Peste des Petits Ruminants virus (PPRV) causes PPR, a highly contagious disease that affects small ruminants and produces severe morbidity and high mortality in naïve herds, especially in goats (17). PPRV is distributed throughout Central and East Africa, the Middle East, Turkey, and India. The disease has now reached Europe doorstep with cases reported in Morocco (18), Turkey (19), and Georgia (20). PPRV is a single-stranded negative sense RNA enveloped virus from the Morbillivirus genus that belongs to the Paramyxoviridae family. The viral genome encodes for 6 structural proteins and 2 or 3 non-structural proteins (17). PPRV can produce severe immunosuppression (21) which can lead to opportunistic pathogen infections that further complicate disease recovery in affected livestock. Current PPRV vaccines consist of live attenuated strains that can still be immunosuppressive albeit to a lower extent than virulent strains.

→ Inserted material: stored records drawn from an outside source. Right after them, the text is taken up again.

use crate::core::DEFAULT_BITS;
use crate::error::{BlockchainError, Result};
use data_encoding::{HEXLOWER, HEXLOWER_PERMISSIVE};
use log::error;
use once_cell::sync::Lazy;
use std::collections::HashMap;
use std::env;
use std::path::PathBuf;
use std::sync::RwLock;

pub static GLOBAL_CONFIG: Lazy<Config> = Lazy::new(Config::new);

static DEFAULT_DATA_DIR: &str = "./data";
static DEFAULT_WALLET_FILE: &str = "./wallet.dat";

const DATA_DIR_KEY: &str = "ACCOUNT_BOOK_DATA";
const WALLET_FILE_KEY: &str = "ACCOUNT_BOOK_WALLETS";
const BITS_KEY: &str = "ACCOUNT_BOOK_BITS";
const MINING_ADDRESS_KEY: &str = "MINING_ADDRESS";

pub struct Config {
    inner: RwLock<HashMap<String, String>>,
}

impl Default for Config {
    fn default() -> Self {
        Self::new()
    }
}

/// Parses eight hex characters, e.g. `1f00ffff`, into compact bits.
pub fn parse_bits(hex: &str) -> Result<[u8; 4]> {
    let bytes = HEXLOWER_PERMISSIVE
        .decode(hex.trim().as_bytes())
        .map_err(|e| BlockchainError::Config(format!("Invalid difficulty bits {hex:?}: {e}")))?;
    <[u8; 4]>::try_from(bytes.as_slice()).map_err(|_| {
        BlockchainError::Config(format!(
            "Difficulty bits must be 4 bytes, got {}",
            bytes.len()
        ))
    })
}

impl Config {
    /// Defaults overlaid with whatever the environment sets.
    pub fn new() -> Config {
        let mut map = HashMap::new();
        map.insert(String::from(DATA_DIR_KEY), String::from(DEFAULT_DATA_DIR));
        map.insert(
            String::from(WALLET_FILE_KEY),
            String::from(DEFAULT_WALLET_FILE),
        );
        map.insert(String::from(BITS_KEY), HEXLOWER.encode(&DEFAULT_BITS));

        for key in [DATA_DIR_KEY, WALLET_FILE_KEY, BITS_KEY, MINING_ADDRESS_KEY] {
            if let Ok(value) = env::var(key) {
                map.insert(String::from(key), value);
            }
        }

        Config {
            inner: RwLock::new(map),
        }
    }

    fn get(&self, key: &str) -> Option<String> {
        match self.inner.read() {
            Ok(inner) => inner.get(key).cloned(),
            Err(_) => {
                error!("Failed to acquire read lock on config");
                None
            }
        }
    }

    fn set(&self, key: &str, value: String) {
        match self.inner.write() {
            Ok(mut inner) => {
                inner.insert(String::from(key), value);
            }
            Err(_) => error!("Failed to acquire write lock on config"),
        }
    }

    pub fn get_data_dir(&self) -> PathBuf {
        PathBuf::from(
            self.get(DATA_DIR_KEY)
                .unwrap_or_else(|| String::from(DEFAULT_DATA_DIR)),
        )
    }

    pub fn set_data_dir(&self, dir: String) {
        self.set(DATA_DIR_KEY, dir)
    }

    pub fn get_wallet_file(&self) -> PathBuf {
        PathBuf::from(
            self.get(WALLET_FILE_KEY)
                .unwrap_or_else(|| String::from(DEFAULT_WALLET_FILE)),
        )
    }

    pub fn set_wallet_file(&self, path: String) {
        self.set(WALLET_FILE_KEY, path)
    }

    pub fn get_bits(&self) -> Result<[u8; 4]> {
        match self.get(BITS_KEY) {
            Some(hex) => parse_bits(&hex),
            None => Ok(DEFAULT_BITS),
        }
    }

    pub fn set_bits(&self, bits: [u8; 4]) {
        self.set(BITS_KEY, HEXLOWER.encode(&bits))
    }

    pub fn set_mining_addr(&self, addr: String) {
        self.set(MINING_ADDRESS_KEY, addr)
    }

    pub fn get_mining_addr(&self) -> Option<String> {
        self.get(MINING_ADDRESS_KEY).filter(|addr| !addr.is_empty())
    }

    pub fn is_miner(&self) -> bool {
        self.get_mining_addr().is_some()
    }
}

There is therefore room to improve current vaccine strategies for both diseases. Ideally a vaccine should be safe and replicate the protective immunity that is elicited during infection. It is therefore critical to understand the exact mechanisms that drive protective immunity against these viruses on order to design more effective vaccines. Protection against both viral diseases appears to require cellular and humoral components of the adaptive immunity. Since immunity to BTV and PPRV relies partly on antibodies, some of which are likely non-neutralizing, we wanted to assess whether ADCC could contribute to disease clearance. We therefore assessed in the present work the capacity of BTV and PPRV immune sera to recognize ovine infected cells. We also measured the capacity of these immune sera to induce ADCC against infected cells and attempted to identify some of the viral antigens that are targeted by this cytotoxic mechanism. The data presented here highlight the importance for vaccines to trigger a wide range of adaptive immunity effector functions to clear viral infections.
Materials and Methods
Cells, Virus, and Anti-PPRV and Anti-BTV Immune Sera
293 T cells (ATCC: CRL-3216) and ovine STC cell line (an SV40-transformed sheep thymic cell line established in the laboratory) were cultured in DMEM + 10% FBS + 2 mM L-glutamine + 1% 100X non-essential amino-acids + 1 mM sodium pyruvate + 100 U/ml penicillin/100 μg/ml streptomycin. BHK-21 (ATCC: CCL-10) and Vero cells (ATCC: CCL-81) were cultured in DMEM + 5% FBS + 2 mM L-glutamine + 100 U/ml penicillin/100 μg/ml streptomycin. Vero expressing Dog-SLAM (VDS) (Dr. Parida, Pirbright, UK) were cultured in DMEM + 1% FBS + 2mM L-Gln + 1% 100X non-essential amino-acids + 1 mM sodium pyruvate + 100 U/ml penicillin/100 μg/ml streptomycin + 1μg/ml Zeocin. Ovine peripheral blood mononuclear cells (PBMC), NK cell and B cell fraction cultures were performed in RPMI + 10% FBS + 2 mM L-Gln + 1% 100X non-essential amino-acids + 1 mM sodium pyruvate + 100 U/ml penicillin/100 μg/ml streptomycin + 20 mM HEPES.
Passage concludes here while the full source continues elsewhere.